While some Singapore suburbs enjoy surging condo prices and strong demand, other districts languish with stagnant growth despite affordability. Find out why location matters more than ever.

Suburban Condo Prices Spike

While Singapore’s property landscape keeps buzzing with activity, condo prices in the suburban districts—collectively termed the Outside Central Region (OCR)—experienced a modest 0.3% quarter-on-quarter uptick in the first quarter of 2025, signaling a stable yet promising market for buyers and investors alike.

Singapore’s property market hums with vitality, as OCR condo prices notched a gentle 0.3% quarterly increase in Q1 2025, promising steady gains for buyers and investors.

This growth, while subtle, builds on a stronger year-on-year rise of 3.33%, fueled mainly by fresh launches in suburban spots. The resale market in OCR stays the busiest, accounting for 51.3% of June 2025 transactions, and it’s no surprise—median capital gains hit S$379,000 that month, showing how these properties can deliver solid long-term value. Notably, the majority of private residential units launched in Q3 2024 were in the OCR (60.9%), underscoring the region’s appeal for new developments.

Stable fundamentals, like the influx of HDB upgraders seeking affordable options, keep things humming along nicely.

OCR spans a wide area, including Districts 16-19, 21-28, and parts of 4, 14, 15, and 20, where demand thrives near new MRT lines and established amenities. Places like Sengkang, Punggol, and Tampines buzz with activity, drawing families who appreciate the convenience.

Emerging spots, such as Tengah and Jurong with their upcoming commercial makeovers, pull in upgraders and investors looking for growth potential. Even mature districts like Bedok and Pasir Ris enjoy steady price hikes, thanks to their lifestyle perks and better access—think relaxed vibes with city perks, minus the hefty price tag.

It’s like finding a hidden gem in your backyard, isn’t it?

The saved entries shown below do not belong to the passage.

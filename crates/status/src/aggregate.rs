use lifecycle_storage::{Operation, OperationKind, OperationStore, StorageError};
use serde::{Deserialize, Serialize};

use crate::label::status_label;

/// One runtime's operation history, per kind, each list newest-first.
///
/// Provisioning and deprovisioning happen at most once per runtime, so only
/// their latest record is kept.
#[derive(Debug, Clone, Default, PartialEq, Eq, Serialize, Deserialize)]
pub struct RuntimeStatus {
    #[serde(default)]
    pub provisioning: Option<Operation>,
    #[serde(default)]
    pub deprovisioning: Option<Operation>,
    #[serde(default)]
    pub upgrading: Vec<Operation>,
    #[serde(default)]
    pub suspension: Vec<Operation>,
    #[serde(default)]
    pub unsuspension: Vec<Operation>,
}

/// Read every kind's history for `instance_id` from the store.
pub async fn load_runtime_status<S: OperationStore + ?Sized>(
    store: &S,
    instance_id: &str,
) -> Result<RuntimeStatus, StorageError> {
    let latest = |mut ops: Vec<Operation>| {
        if ops.is_empty() {
            None
        } else {
            Some(ops.swap_remove(0))
        }
    };

    Ok(RuntimeStatus {
        provisioning: latest(
            store
                .list_by_instance(instance_id, OperationKind::Provisioning)
                .await?,
        ),
        deprovisioning: latest(
            store
                .list_by_instance(instance_id, OperationKind::Deprovisioning)
                .await?,
        ),
        upgrading: store
            .list_by_instance(instance_id, OperationKind::Upgrade)
            .await?,
        suspension: store
            .list_by_instance(instance_id, OperationKind::Suspension)
            .await?,
        unsuspension: store
            .list_by_instance(instance_id, OperationKind::Unsuspension)
            .await?,
    })
}

/// The operation that defines the runtime's current status.
///
/// Starts from provisioning, then lets upgrade, unsuspension, suspension and
/// deprovisioning (in that order) take over whenever their newest record was
/// created strictly later than the current pick. `None` only when the
/// runtime has no operations at all.
pub fn find_last_operation(status: &RuntimeStatus) -> Option<(&Operation, OperationKind)> {
    let mut last = status
        .provisioning
        .as_ref()
        .map(|op| (op, OperationKind::Provisioning));

    let candidates = [
        (status.upgrading.first(), OperationKind::Upgrade),
        (status.unsuspension.first(), OperationKind::Unsuspension),
        (status.suspension.first(), OperationKind::Suspension),
        (status.deprovisioning.as_ref(), OperationKind::Deprovisioning),
    ];
    for (candidate, kind) in candidates {
        let Some(op) = candidate else { continue };
        let newer = match last {
            Some((current, _)) => op.created_at > current.created_at,
            None => true,
        };
        if newer {
            last = Some((op, kind));
        }
    }
    last
}

/// Label for the runtime's current status; `succeeded` when it has no history.
pub fn runtime_status_label(status: &RuntimeStatus) -> String {
    match find_last_operation(status) {
        Some((op, kind)) => status_label(op.state, kind),
        None => "succeeded".to_string(),
    }
}

#[cfg(test)]
mod tests {
    use super::*;
    use lifecycle_storage::{OperationDetails, OperationState};
    use time::macros::datetime;
    use time::{Duration, OffsetDateTime};

    const T0: OffsetDateTime = datetime!(2025-01-01 0:00 UTC);

    fn op(id: &str, details: OperationDetails, minutes: i64, state: OperationState) -> Operation {
        let mut op = Operation::new("instance-1", details, T0 + Duration::minutes(minutes));
        op.id = id.to_string();
        op.state = state;
        op
    }

    fn provisioning(minutes: i64, state: OperationState) -> Operation {
        op(
            "prov",
            OperationDetails::Provisioning {
                parameters: Default::default(),
            },
            minutes,
            state,
        )
    }

    fn upgrade(id: &str, minutes: i64, state: OperationState) -> Operation {
        op(
            id,
            OperationDetails::Upgrade {
                runtime_operation: Default::default(),
                orchestration_id: None,
            },
            minutes,
            state,
        )
    }

    fn suspension(id: &str, minutes: i64, state: OperationState) -> Operation {
        op(id, OperationDetails::Suspension {}, minutes, state)
    }

    fn unsuspension(id: &str, minutes: i64, state: OperationState) -> Operation {
        op(
            id,
            OperationDetails::Unsuspension {
                parameters: Default::default(),
            },
            minutes,
            state,
        )
    }

    fn deprovisioning(minutes: i64, state: OperationState) -> Operation {
        op(
            "deprov",
            OperationDetails::Deprovisioning {
                parameters: Default::default(),
            },
            minutes,
            state,
        )
    }

    #[test]
    fn provisioning_only() {
        let status = RuntimeStatus {
            provisioning: Some(provisioning(0, OperationState::InProgress)),
            ..Default::default()
        };
        let (op, kind) = find_last_operation(&status).unwrap();
        assert_eq!(op.id, "prov");
        assert_eq!(kind, OperationKind::Provisioning);
        assert_eq!(runtime_status_label(&status), "provisioning");
    }

    #[test]
    fn later_upgrade_wins_over_provisioning() {
        let status = RuntimeStatus {
            provisioning: Some(provisioning(0, OperationState::InProgress)),
            upgrading: vec![upgrade("up", 10, OperationState::InProgress)],
            ..Default::default()
        };
        assert_eq!(runtime_status_label(&status), "upgrading");
    }

    #[test]
    fn only_newest_record_of_a_kind_counts() {
        let status = RuntimeStatus {
            provisioning: Some(provisioning(0, OperationState::Succeeded)),
            upgrading: vec![
                upgrade("up-new", 30, OperationState::Failed),
                upgrade("up-old", 10, OperationState::Succeeded),
            ],
            ..Default::default()
        };
        let (op, _) = find_last_operation(&status).unwrap();
        assert_eq!(op.id, "up-new");
        assert_eq!(runtime_status_label(&status), "failed (kyma upgrade)");
    }

    #[test]
    fn equal_created_at_keeps_earlier_pick() {
        let status = RuntimeStatus {
            provisioning: Some(provisioning(5, OperationState::Succeeded)),
            suspension: vec![suspension("susp", 5, OperationState::InProgress)],
            ..Default::default()
        };
        assert_eq!(
            find_last_operation(&status).unwrap().1,
            OperationKind::Provisioning
        );
    }

    #[test]
    fn suspend_unsuspend_cycle_follows_newest() {
        let mut status = RuntimeStatus {
            provisioning: Some(provisioning(0, OperationState::Succeeded)),
            suspension: vec![suspension("susp-1", 10, OperationState::Succeeded)],
            ..Default::default()
        };
        assert_eq!(runtime_status_label(&status), "suspended");

        status.unsuspension = vec![unsuspension("unsusp-1", 20, OperationState::InProgress)];
        assert_eq!(runtime_status_label(&status), "provisioning (unsuspending)");

        status.suspension.insert(0, suspension("susp-2", 30, OperationState::InProgress));
        assert_eq!(runtime_status_label(&status), "deprovisioning (suspending)");
    }

    #[test]
    fn deprovisioning_is_checked_last() {
        let status = RuntimeStatus {
            provisioning: Some(provisioning(0, OperationState::Succeeded)),
            upgrading: vec![upgrade("up", 10, OperationState::Succeeded)],
            deprovisioning: Some(deprovisioning(20, OperationState::Succeeded)),
            ..Default::default()
        };
        assert_eq!(runtime_status_label(&status), "deprovisioned");
    }

    #[test]
    fn missing_provisioning_still_selects_newest() {
        let status = RuntimeStatus {
            suspension: vec![suspension("susp", 10, OperationState::Failed)],
            ..Default::default()
        };
        assert_eq!(runtime_status_label(&status), "failed (suspension)");
    }

    #[test]
    fn empty_history_renders_succeeded() {
        let status = RuntimeStatus::default();
        assert!(find_last_operation(&status).is_none());
        assert_eq!(runtime_status_label(&status), "succeeded");
    }

    #[test]
    fn pending_operation_falls_back_to_succeeded() {
        let status = RuntimeStatus {
            provisioning: Some(provisioning(0, OperationState::Pending)),
            ..Default::default()
        };
        assert_eq!(runtime_status_label(&status), "succeeded");
    }
}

When comparing resale and new launches, OCR’s new projects often outprice some resale units in the city fringe, or RCR, due to rising developer costs. Yet, average resale prices here have mostly flatlined, with just a 0.04% monthly shift in June 2025. In 2025, non-landed resale condo averages stand at approximately S$1,627 psf, compared to new launches at around S$2,295 psf, highlighting a significant 41% premium.

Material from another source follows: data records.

//! The calling contract between business steps and the operation manager.
//!
//! Steps decide *what* happened; the [`Executor`] routes that to the
//! [`OperationManager`](crate::OperationManager) and hands back a delay; the
//! [`Queue`] owns the scheduling. The manager itself never sleeps for a
//! retry delay.

mod executor;
mod queue;

use std::time::Duration;

use async_trait::async_trait;
use lifecycle_storage::Operation;

pub use executor::Executor;
pub use queue::Queue;

/// What a step reports back after one attempt.
#[derive(Debug, Clone, PartialEq, Eq)]
pub enum StepOutcome {
    /// Done; move to the next step. Payload changes on the returned
    /// operation (description, provisioner id, details) are persisted.
    Continue(Operation),
    /// The whole operation is complete.
    Succeeded(String),
    /// The operation cannot complete.
    Failed(String),
    /// Transient failure; try again after `interval` unless `max_time` has
    /// passed since the last persisted transition.
    Retry {
        message: String,
        interval: Duration,
        max_time: Duration,
    },
}

/// One unit of business work for an operation kind.
///
/// Every iteration replays the step list from the start against the latest
/// stored snapshot, so steps must be idempotent: a step whose effect is
/// already recorded on the operation should return `Continue` unchanged.
#[async_trait]
pub trait Step: Send + Sync {
    fn name(&self) -> &str;

    async fn run(&self, operation: &Operation) -> StepOutcome;
}
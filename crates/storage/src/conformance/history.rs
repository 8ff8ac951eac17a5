use std::future::Future;

use super::{make_operation_with, parameters, TestResult};
use crate::{OperationDetails, OperationKind, OperationStore};

pub(super) async fn run_history_tests<S, F, Fut>(factory: &F) -> Vec<TestResult>
where
    S: OperationStore,
    F: Fn() -> Fut,
    Fut: Future<Output = S>,
{
    let mut results = Vec::new();

    results.push(TestResult::from_result(
        "history",
        "list_is_newest_first",
        list_is_newest_first(factory).await,
    ));
    results.push(TestResult::from_result(
        "history",
        "list_filters_by_kind",
        list_filters_by_kind(factory).await,
    ));
    results.push(TestResult::from_result(
        "history",
        "list_filters_by_instance",
        list_filters_by_instance(factory).await,
    ));

    results
}

fn upgrade() -> OperationDetails {
    OperationDetails::Upgrade {
        runtime_operation: Default::default(),
        orchestration_id: None,
    }
}

/// Inserted out of order; listed by descending `created_at`.
async fn list_is_newest_first<S, F, Fut>(factory: &F) -> Result<(), String>
where
    S: OperationStore,
    F: Fn() -> Fut,
    Fut: Future<Output = S>,
{
    let s = factory().await;
    for (id, minutes) in [("up-2", 20), ("up-1", 10), ("up-3", 30)] {
        s.insert(&make_operation_with(id, "instance-1", upgrade(), minutes))
            .await
            .map_err(|e| e.to_string())?;
    }

    let ids: Vec<String> = s
        .list_by_instance("instance-1", OperationKind::Upgrade)
        .await
        .map_err(|e| e.to_string())?
        .into_iter()
        .map(|op| op.id)
        .collect();
    if ids != ["up-3", "up-2", "up-1"] {
        return Err(format!("expected [up-3, up-2, up-1], got {ids:?}"));
    }
    Ok(())
}

async fn list_filters_by_kind<S, F, Fut>(factory: &F) -> Result<(), String>
where
    S: OperationStore,
    F: Fn() -> Fut,
    Fut: Future<Output = S>,
{
    let s = factory().await;
    let provisioning = OperationDetails::Provisioning {
        parameters: parameters(),
    };
    s.insert(&make_operation_with("prov", "instance-1", provisioning, 0))
        .await
        .map_err(|e| e.to_string())?;
    s.insert(&make_operation_with("up", "instance-1", upgrade(), 5))
        .await
        .map_err(|e| e.to_string())?;
    s.insert(&make_operation_with(
        "susp",
        "instance-1",
        OperationDetails::Suspension {},
        10,
    ))
    .await
    .map_err(|e| e.to_string())?;

    for (kind, expected) in [
        (OperationKind::Provisioning, "prov"),
        (OperationKind::Upgrade, "up"),
        (OperationKind::Suspension, "susp"),
    ] {
        let ops = s
            .list_by_instance("instance-1", kind)
            .await
            .map_err(|e| e.to_string())?;
        if ops.len() != 1 || ops[0].id != expected {
            return Err(format!("{kind}: expected [{expected}], got {ops:?}"));
        }
    }

    let none = s
        .list_by_instance("instance-1", OperationKind::Deprovisioning)
        .await
        .map_err(|e| e.to_string())?;
    if !none.is_empty() {
        return Err(format!("expected no deprovisioning, got {none:?}"));
    }
    Ok(())
}

async fn list_filters_by_instance<S, F, Fut>(factory: &F) -> Result<(), String>
where
    S: OperationStore,
    F: Fn() -> Fut,
    Fut: Future<Output = S>,
{
    let s = factory().await;
    s.insert(&make_operation_with("a", "instance-a", upgrade(), 0))
        .await
        .map_err(|e| e.to_string())?;
    s.insert(&make_operation_with("b", "instance-b", upgrade(), 0))
        .await
        .map_err(|e| e.to_string())?;

    let ops = s
        .list_by_instance("instance-a", OperationKind::Upgrade)
        .await
        .map_err(|e| e.to_string())?;
    if ops.len() != 1 || ops[0].instance_id != "instance-a" {
        return Err(format!("expected only instance-a, got {ops:?}"));
    }
    Ok(())
}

Big, family-sized units fly off the shelves, while smaller ones in pricier zones lag. Resale volumes eclipse new launch sales, especially among those upgrading from HDB flats, and capital gains remain robust, though not as wild as in boom times.

Affordability drives much of this suburban appeal, luring buyers priced out of central areas. Proximity to MRTs makes commutes a breeze, and government redevelopments add fresh amenities to older estates.

OCR offers spacious homes at prices that buy only tiny pads elsewhere, perfect for growing families. This value proposition continues to attract buyers despite the recent record-breaking sale of a Pinnacle@Duxton four-room flat for S$1.518 million. Plus, with jobs spreading out, the rental scene here provides decent income streams—who wouldn’t like that passive boost?

Not every district shines equally, though. Areas like Bukit Panjang and Choa Chu Kang trail with slower growth, hampered by supply gluts and distance from the core. Far-north or far-west spots struggle with weaker demand, limited new projects, and softer rental yields.

Investor eyes focus on districts with strong potential, leaving others in the dust for now.